Thesis
Robustness in Asymmetric Departures from the Model Normal Distribution
Masters by Research, Murdoch University
2025
Abstract
Maximum likelihood and least squares methods lead to ideal estimates when parametric requirements are met. When dealing with real data, such requirements are almost never satisfied. Early attempts to remedy this problem focussed on tedious outlier identification and treatment. Robustness theory emerged in the second half of the twentieth century, with tools and theory to formulate and compare estimators tolerant of deviations from distribution assumptions. M-estimates, a result of the generalisation of maximum likelihood estimation, became the dominant class of robust estimators defined by this body of work.
Historically, asymptotic assessment of robust location and scale estimates has seemingly been predicated on symmetric contamination. In this work, asymptotic assessment for the simultaneous estimates under an asymmetric contaminated mixture model framework is provided. Optimal estimators are compared, including Hampel’s three-part estimator and the tanh-estimator. The influence and change-of-variance functions are compared, along with derived measures of robustness such as gross error sensitivity, local-shift sensitivity and change-of-variance sensitivity.
Hampel and tanh estimators are both optimal in some senses.
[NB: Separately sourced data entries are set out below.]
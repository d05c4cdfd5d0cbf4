//! Typed pub/sub consumed by every other component. Handlers observe events in
//! FIFO order within a type; the last value per type is retained for
//! `immediately` replay; exceptions inside a handler are isolated.

use std::collections::HashMap;
use std::sync::atomic::{AtomicU64, Ordering};
use std::sync::{Arc, Mutex};
use std::time::Duration;

use grimoire_core::hash::QueryHash;
use grimoire_core::models::RecordId;
use tokio::sync::mpsc;
use uuid::Uuid;

#[derive(Debug, Clone, Copy, Hash, PartialEq, Eq)]
pub enum EventKind {
    MutationFailed,
    MutationSettled,
    RegistrationFailed,
    RecordStale,
    QueueDrainAborted,
    IncantationDestroyed,
}

/// Tagged-union event payload. Replaces the dynamic `payload: any` shape of the
/// original with a closed sum type per event kind.
#[derive(Debug, Clone)]
pub enum RuntimeEvent {
    MutationFailed { mutation_id: Uuid, reason: String },
    MutationSettled { mutation_id: Uuid },
    RegistrationFailed { query_hash: QueryHash, reason: String },
    RecordStale { record_id: RecordId, anticipated: u64, returned: u64 },
    QueueDrainAborted { queue: &'static str, reason: String },
    IncantationDestroyed { query_hash: QueryHash },
}

impl RuntimeEvent {
    pub fn kind(&self) -> EventKind {
        match self {
            RuntimeEvent::MutationFailed { .. } => EventKind::MutationFailed,
            RuntimeEvent::MutationSettled { .. } => EventKind::MutationSettled,
            RuntimeEvent::RegistrationFailed { .. } => EventKind::RegistrationFailed,
            RuntimeEvent::RecordStale { .. } => EventKind::RecordStale,
            RuntimeEvent::QueueDrainAborted { .. } => EventKind::QueueDrainAborted,
            RuntimeEvent::IncantationDestroyed { .. } => EventKind::IncantationDestroyed,
        }
    }
}

#[derive(Debug, Clone, Copy, PartialEq, Eq, Hash)]
pub struct SubscriptionId(u64);

type Handler = Arc<dyn Fn(&RuntimeEvent) + Send + Sync>;

#[derive(Clone)]
struct Subscription {
    id: SubscriptionId,
    once: bool,
    handler: Handler,
}

struct Shared {
    subscribers: Mutex<HashMap<EventKind, Vec<Subscription>>>,
    last_value: Mutex<HashMap<EventKind, RuntimeEvent>>,
    debounced: Mutex<HashMap<(EventKind, String), tokio::task::JoinHandle<()>>>,
    next_id: AtomicU64,
    tx: mpsc::UnboundedSender<RuntimeEvent>,
}

/// Single-threaded-cooperative dispatch: one background task drains a channel
/// and invokes handlers to completion before processing the next event, so
/// handlers for a given type are always observed in emit order.
pub struct EventDispatcher {
    shared: Arc<Shared>,
    dispatch_task: tokio::task::JoinHandle<()>,
}

impl EventDispatcher {
    pub fn new() -> Self {
        let (tx, mut rx) = mpsc::unbounded_channel::<RuntimeEvent>();
        let shared = Arc::new(Shared {
            subscribers: Mutex::new(HashMap::new()),
            last_value: Mutex::new(HashMap::new()),
            debounced: Mutex::new(HashMap::new()),
            next_id: AtomicU64::new(1),
            tx,
        });

        let dispatch_shared = shared.clone();
        let dispatch_task = tokio::spawn(async move {
            while let Some(event) = rx.recv().await {
                dispatch_shared.dispatch(event);
            }
        });

        Self {
            shared,
            dispatch_task,
        }
    }

    pub fn subscribe<F>(&self, kind: EventKind, handler: F) -> SubscriptionId
    where
        F: Fn(&RuntimeEvent) + Send + Sync + 'static,
    {
        self.subscribe_opts(kind, handler, false, false)
    }

    pub fn subscribe_opts<F>(
        &self,
        kind: EventKind,
        handler: F,
        once: bool,
        immediately: bool,
    ) -> SubscriptionId
    where
        F: Fn(&RuntimeEvent) + Send + Sync + 'static,
    {
        let id = SubscriptionId(self.shared.next_id.fetch_add(1, Ordering::Relaxed));
        let handler: Handler = Arc::new(handler);

        if immediately {
            if let Some(last) = self.shared.last_value.lock().unwrap().get(&kind) {
                handler(last);
            }
        }

        self.shared
            .subscribers
            .lock()
            .unwrap()
            .entry(kind)
            .or_default()
            .push(Subscription { id, once, handler });

        id
    }

    pub fn subscribe_many<F>(&self, kinds: &[EventKind], handler: F) -> Vec<SubscriptionId>
    where
        F: Fn(&RuntimeEvent) + Send + Sync + Clone + 'static,
    {
        kinds
            .iter()
            .map(|kind| self.subscribe(*kind, handler.clone()))
            .collect()
    }

    pub fn unsubscribe(&self, id: SubscriptionId) {
        let mut subscribers = self.shared.subscribers.lock().unwrap();
        for list in subscribers.values_mut() {
            list.retain(|s| s.id != id);
        }
    }

    pub fn emit(&self, event: RuntimeEvent) {
        let _ = self.shared.tx.send(event);
    }

    /// Coalesces emissions sharing `key` within `delay`: only the last payload
    /// fires. A new call for the same key cancels the previous pending timer.
    pub fn emit_debounced(&self, event: RuntimeEvent, key: impl Into<String>, delay: Duration) {
        let kind = event.kind();
        let key = key.into();
        let shared = self.shared.clone();
        let map_key = (kind, key.clone());

        let mut debounced = self.shared.debounced.lock().unwrap();
        if let Some(existing) = debounced.remove(&map_key) {
            existing.abort();
        }

        let task = tokio::spawn(async move {
            tokio::time::sleep(delay).await;
            let _ = shared.tx.send(event);
            shared.debounced.lock().unwrap().remove(&(kind, key));
        });
        debounced.insert(map_key, task);
    }

    pub async fn close(&self) {
        self.dispatch_task.abort();
        let pending: Vec<_> = self
            .shared
            .debounced
            .lock()
            .unwrap()
            .drain()
            .map(|(_, task)| task)
            .collect();
        for task in pending {
            task.abort();
        }
    }
}

impl PartialEq for SubscriptionId {
    fn eq(&self, other: &Self) -> bool {
        self.0 == other.0
    }
}
impl Eq for SubscriptionId {}

impl Shared {
    fn dispatch(&self, event: RuntimeEvent) {
        let kind = event.kind();
        self.last_value.lock().unwrap().insert(kind, event.clone());

        // Snapshot the subscriber list and drop the lock before invoking
        // handlers, so a handler that calls subscribe/unsubscribe from within
        // its own body cannot deadlock on this mutex.
        let snapshot: Vec<Subscription> = self
            .subscribers
            .lock()
            .unwrap()
            .get(&kind)
            .cloned()
            .unwrap_or_default();

        for sub in &snapshot {
            let handler = sub.handler.clone();
            let result =
                std::panic::catch_unwind(std::panic::AssertUnwindSafe(|| handler(&event)));
            if result.is_err() {
                tracing::error!(?kind, "event handler panicked; isolated");
            }
        }

        let once_ids: Vec<SubscriptionId> = snapshot
            .iter()
            .filter(|s| s.once)
            .map(|s| s.id)
            .collect();
        if !once_ids.is_empty() {
            if let Some(list) = self.subscribers.lock().unwrap().get_mut(&kind) {
                list.retain(|s| !once_ids.contains(&s.id));
            }
        }
    }
}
They are weakly continuous and Fréchet differentiable at the normal distribution, though it is not known if these estimators retain these properties in either small Kolmogorov-Smirnov or even Prohorov neighbourhoods of the normal distribution. Problems may exist due to existence of sharp corners of the M-estimators defining continuous but not smooth ψ functions. Smoothing Hampel’s redescender yields simple, piecewise polynomial, weakly continuous and Fréchet differentiable functionals. These qualities guarantee consistency, asymptotic normality, and qualitative robustness, particularly in small neighbourhoods of the model distribution. Asymptotic calculus for piecewise polynomial M-estimates is introduced, for fast computation of asymptotic values and variance. The smoothed estimator is shown to achieve asymptotic values consistent with the aforementioned optimal estimators, and improved asymptotic variance and change-of variance sensitivity; particularly for scale, and when contamination is present in the tails of the normal distribution.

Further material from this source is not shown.